The engine chooses which keys to evict in order to manage its memory when memory is overfilled or exceeds the cache’s maximum memory setting. The eviction policy that is decided determines the keys that are selected.
The volatile-lru eviction policy is what Amazon ElastiCache for Redis sets as the default for your Redis cluster. With an expiration (TTL) value set, this policy chooses the keys that have been used the least recently. There are several eviction rules that can be used using the customizable max memory-policy argument. The following is a succinct summary of eviction policies:
- allkeys-lfu: The cache evicts the least frequently used (LFU) keys regardless of TTL set
- allkeys-lru: The cache evicts the least recently used (LRU) regardless of TTL set
- volatile-lfu: The cache evicts the least frequently used (LFU) keys from those that have a TTL set
- volatile-lru: The cache evicts the least recently used (LRU) from those that have a TTL set
- volatile-ttl: The cache evicts the keys with the shortest TTL set
- volatile-random: The cache randomly evicts keys with a TTL set
- allkeys-random: The cache randomly evicts keys regardless of TTL set
- no-eviction: The cache doesn’t evict keys at all. This blocks future writes until memory frees up.
Source: click here
Consider the data stored in your cluster and the results of key eviction as a solid technique for choosing an acceptable eviction policy.
For basic caching use cases, LRU-based policies are more typical, however, depending on your goals, you might wish to employ a TTL- or Random-based eviction policy if it better satisfies your needs.

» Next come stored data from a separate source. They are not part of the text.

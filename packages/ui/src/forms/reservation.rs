use api::validation::check_reservation_details;
use api::{Reservation, ReservationArea, ReservationRequest, ValidationErrors};
use chrono::{NaiveDate, NaiveTime};
use dioxus::prelude::*;

use super::{field_error, report_error};
use crate::banner::{Banner, BannerKind};
use crate::field::FormField;
use crate::session::{use_api, use_session};

/// Raw form inputs before they are parsed into a [`ReservationRequest`].
#[derive(Clone, Debug, Default, PartialEq)]
struct Draft {
    name: String,
    email: String,
    phone: String,
    date: String,
    time: String,
    people: String,
    area: ReservationArea,
    special_requests: String,
}

impl Draft {
    fn from_reservation(r: &Reservation) -> Self {
        Self {
            name: r.name.clone(),
            email: r.email.clone(),
            phone: r.phone.clone(),
            date: r.reservation_date.format("%Y-%m-%d").to_string(),
            time: r.reservation_time.format("%H:%M").to_string(),
            people: r.number_of_people.to_string(),
            area: r.reservation_area,
            special_requests: r.special_requests.clone().unwrap_or_default(),
        }
    }

    fn parse(&self) -> Result<ReservationRequest, ValidationErrors> {
        let mut errors = ValidationErrors::new();
        let date = NaiveDate::parse_from_str(self.date.trim(), "%Y-%m-%d")
            .map_err(|_| errors.add("reservationDate", "please choose a date"))
            .ok();
        let time = NaiveTime::parse_from_str(self.time.trim(), "%H:%M")
            .map_err(|_| errors.add("reservationTime", "please choose a time"))
            .ok();
        let people = self
            .people
            .trim()
            .parse::<u32>()
            .map_err(|_| errors.add("numberOfPeople", "party size must be a number"))
            .ok();

        let notes = self.special_requests.trim();
        let special_requests = (!notes.is_empty()).then(|| notes.to_string());

        match (date, time, people) {
            (Some(reservation_date), Some(reservation_time), Some(number_of_people)) => {
                Ok(ReservationRequest {
                    name: self.name.trim().to_string(),
                    email: self.email.trim().to_string(),
                    phone: self.phone.trim().to_string(),
                    reservation_date,
                    reservation_time,
                    number_of_people,
                    reservation_area: self.area,
                    special_requests,
                })
            }
            _ => {
                check_reservation_details(
                    &mut errors,
                    &self.name,
                    &self.email,
                    &self.phone,
                    special_requests.as_deref(),
                );
                Err(errors)
            }
        }
    }
}

/// Booking form. With `editing` set it updates that reservation (admin),
/// otherwise it creates a new one.
#[component]
pub fn ReservationForm(
    #[props(default)] editing: Option<Reservation>,
    on_saved: EventHandler<Reservation>,
) -> Element {
    let api = use_api();
    let session = use_session();
    let editing_id = editing.as_ref().map(|r| r.id);

    let mut draft = use_signal(move || match &editing {
        Some(r) => Draft::from_reservation(r),
        None => Draft {
            email: session()
                .user
                .map(|u| u.email)
                .unwrap_or_default(),
            people: "2".to_string(),
            ..Draft::default()
        },
    });
    let mut field_errors = use_signal(ValidationErrors::new);
    let mut server_error = use_signal(|| Option::<String>::None);
    let mut success = use_signal(|| Option::<String>::None);
    let mut loading = use_signal(|| false);

    let handle_submit = move |evt: FormEvent| {
        evt.prevent_default();
        let api = api.clone();
        spawn(async move {
            field_errors.set(ValidationErrors::new());
            server_error.set(None);
            success.set(None);

            let request = match draft().parse() {
                Ok(request) => request,
                Err(errors) => {
                    field_errors.set(errors);
                    return;
                }
            };

            loading.set(true);
            let result = match editing_id {
                Some(id) => api.update_reservation(id, &request).await,
                None => api.create_reservation(&request).await,
            };
            loading.set(false);

            match result {
                Ok(saved) => {
                    tracing::info!("Reservation {} saved", saved.id);
                    if editing_id.is_none() {
                        success.set(Some(format!(
                            "Thank you! Your table for {} on {} at {} is {}.",
                            saved.number_of_people,
                            saved.reservation_date.format("%d/%m/%Y"),
                            saved.reservation_time.format("%H:%M"),
                            saved.status.as_str().to_lowercase(),
                        )));
                        draft.set(Draft {
                            email: request.email,
                            people: "2".to_string(),
                            ..Draft::default()
                        });
                    }
                    on_saved.call(saved);
                }
                Err(e) => report_error(e, field_errors, server_error),
            }
        });
    };

    let d = draft();
    let max_people = api::validation::MAX_PARTY_SIZE.to_string();
    let max_notes = api::validation::MAX_SPECIAL_REQUESTS_LEN.to_string();

    rsx! {
        form {
            class: "form reservation-form",
            onsubmit: handle_submit,

            if let Some(err) = server_error() {
                Banner {
                    kind: BannerKind::Error,
                    message: err,
                    on_dismiss: move |_| server_error.set(None),
                }
            }
            if let Some(msg) = success() {
                Banner {
                    kind: BannerKind::Success,
                    message: msg,
                    on_dismiss: move |_| success.set(None),
                }
            }

            FormField {
                id: "reservation-name",
                label: "Name",
                error: field_error(&field_errors, "name"),
                input {
                    id: "reservation-name",
                    r#type: "text",
                    value: d.name.clone(),
                    oninput: move |evt: FormEvent| draft.write().name = evt.value(),
                }
            }

            div {
                class: "form-row",
                FormField {
                    id: "reservation-email",
                    label: "Email",
                    error: field_error(&field_errors, "email"),
                    input {
                        id: "reservation-email",
                        r#type: "email",
                        value: d.email.clone(),
                        oninput: move |evt: FormEvent| draft.write().email = evt.value(),
                    }
                }
                FormField {
                    id: "reservation-phone",
                    label: "Phone",
                    error: field_error(&field_errors, "phone"),
                    input {
                        id: "reservation-phone",
                        r#type: "tel",
                        value: d.phone.clone(),
                        oninput: move |evt: FormEvent| draft.write().phone = evt.value(),
                    }
                }
            }

            div {
                class: "form-row",
                FormField {
                    id: "reservation-date",
                    label: "Date",
                    error: field_error(&field_errors, "reservationDate"),
                    input {
                        id: "reservation-date",
                        r#type: "date",
                        value: d.date.clone(),
                        oninput: move |evt: FormEvent| draft.write().date = evt.value(),
                    }
                }
                FormField {
                    id: "reservation-time",
                    label: "Time",
                    error: field_error(&field_errors, "reservationTime"),
                    input {
                        id: "reservation-time",
                        r#type: "time",
                        value: d.time.clone(),
                        oninput: move |evt: FormEvent| draft.write().time = evt.value(),
                    }
                }
                FormField {
                    id: "reservation-people",
                    label: "Guests",
                    error: field_error(&field_errors, "numberOfPeople"),
                    input {
                        id: "reservation-people",
                        r#type: "number",
                        min: "1",
                        max: max_people,
                        value: d.people.clone(),
                        oninput: move |evt: FormEvent| draft.write().people = evt.value(),
                    }
                }
            }

            FormField {
                id: "reservation-area",
                label: "Area",
                select {
                    id: "reservation-area",
                    value: d.area.as_str(),
                    onchange: move |evt: FormEvent| {
                        if let Some(area) = ReservationArea::parse(&evt.value()) {
                            draft.write().area = area;
                        }
                    },
                    option { value: "INDOOR", "Indoor" }
                    option { value: "OUTDOOR", "Terrace" }
                }
            }

            FormField {
                id: "reservation-notes",
                label: "Special requests",
                error: field_error(&field_errors, "specialRequests"),
                textarea {
                    id: "reservation-notes",
                    rows: "3",
                    maxlength: max_notes,
                    value: d.special_requests.clone(),
                    oninput: move |evt: FormEvent| draft.write().special_requests = evt.value(),
                }
            }

            button {
                class: "btn btn--primary btn--block",
                r#type: "submit",
                disabled: loading(),
                if loading() {
                    "Saving..."
                } else if editing_id.is_some() {
                    "Save changes"
                } else {
                    "Book table"
                }
            }
        }
    }
}

#[cfg(test)]
mod tests {
    use super::*;

    #[test]
    fn test_draft_parses_inputs() {
        let draft = Draft {
            name: " Grace ".into(),
            email: "grace@example.com".into(),
            phone: "600123456".into(),
            date: "2030-06-20".into(),
            time: "21:15".into(),
            people: "4".into(),
            area: ReservationArea::Outdoor,
            special_requests: "   ".into(),
        };
        let request = draft.parse().unwrap();
        assert_eq!(request.name, "Grace");
        assert_eq!(request.number_of_people, 4);
        assert!(request.special_requests.is_none());
    }

    #[test]
    fn test_draft_reports_unparseable_fields() {
        let draft = Draft {
            name: "Grace".into(),
            email: "grace@example.com".into(),
            phone: "600123456".into(),
            people: "lots".into(),
            ..Draft::default()
        };
        let errors = draft.parse().unwrap_err();
        assert_eq!(errors.len(), 3);
        assert_eq!(errors.get("numberOfPeople"), Some("party size must be a number"));
    }

    #[test]
    fn test_draft_reports_contact_errors_with_parse_errors() {
        let draft = Draft {
            email: "not-an-email".into(),
            date: "2030-06-20".into(),
            time: "21:15".into(),
            people: "lots".into(),
            ..Draft::default()
        };
        let errors = draft.parse().unwrap_err();
        assert_eq!(errors.get("numberOfPeople"), Some("party size must be a number"));
        assert_eq!(errors.get("name"), Some("name is required"));
        assert_eq!(errors.get("email"), Some("please enter a valid email address"));
        assert_eq!(errors.get("phone"), Some("phone is required"));
        assert_eq!(errors.len(), 4);
    }
}
//! This crate contains all shared UI for the restaurant client.

// Re-export icon library
pub use dioxus_free_icons::Icon;
pub mod icons {
    pub use dioxus_free_icons::icons::fa_solid_icons::*;
}

mod session;
pub use session::{
    use_api, use_config, use_session, ApiHandle, AppGateway, BrowserNavigator, LogoutButton,
    SessionProvider,
};

mod guard;
pub use guard::Protected;

mod navbar;
pub use navbar::Navbar;

mod modal;
pub use modal::{ConfirmDialog, Modal};

mod banner;
pub use banner::{Banner, BannerKind};

mod field;
pub use field::FormField;

pub mod forms;
pub use forms::{LoginForm, RegisterForm, ReservationForm, UserForm};

pub mod tables;
pub use tables::{Pagination, ReservationTable, UserTable};

mod activity_log;
pub use activity_log::ActivityLog;

mod markdown;
pub use markdown::{render_markdown, Markdown};

mod error_boundary;
pub use error_boundary::ShellBoundary;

Additionally, if your cluster is suffering evictions, you probably need to scale out (add more nodes to the cluster) or up (use a node with a higher memory footprint) in order to accommodate the extra data. If you are intentionally using an LRU cache, also known as a cache engine that manages keys through eviction, then there is an exception to this rule.
Finally, it may appear that you should just cache your expensive calculations and heavily used database queries, but other components of your app may not benefit from caching. In reality, in-memory caching is quite helpful because even the most highly optimized database query or remote API request takes significantly longer to complete than retrieving a flat cache key from memory. Just remember that cached data is old data by definition, therefore there may be situations where it is inappropriate to access it, such as when making an online purchase and querying an item’s pricing. To determine whether your cache is efficient, you can keep an eye on statistics like cache misses.